EXERCISE —
Search each line of the data for the word "clean"; copy every line where it is found.
[Opening THE INPUT section]
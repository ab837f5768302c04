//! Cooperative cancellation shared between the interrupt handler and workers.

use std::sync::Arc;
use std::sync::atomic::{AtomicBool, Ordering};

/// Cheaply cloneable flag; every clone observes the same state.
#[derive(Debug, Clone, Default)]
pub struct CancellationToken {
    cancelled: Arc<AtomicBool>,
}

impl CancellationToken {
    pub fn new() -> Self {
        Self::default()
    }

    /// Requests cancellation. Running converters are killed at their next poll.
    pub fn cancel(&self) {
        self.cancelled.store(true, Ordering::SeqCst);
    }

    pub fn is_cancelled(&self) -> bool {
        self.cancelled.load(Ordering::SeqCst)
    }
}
[Closing THE INPUT section]
[Opening THE INPUT section]
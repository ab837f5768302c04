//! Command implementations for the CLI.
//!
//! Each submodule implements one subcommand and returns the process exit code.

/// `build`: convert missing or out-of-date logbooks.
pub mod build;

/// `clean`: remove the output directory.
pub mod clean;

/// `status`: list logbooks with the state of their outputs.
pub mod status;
[Closing THE INPUT section]
RESPONSE —
/// `clean`: remove the output directory.
pub mod clean;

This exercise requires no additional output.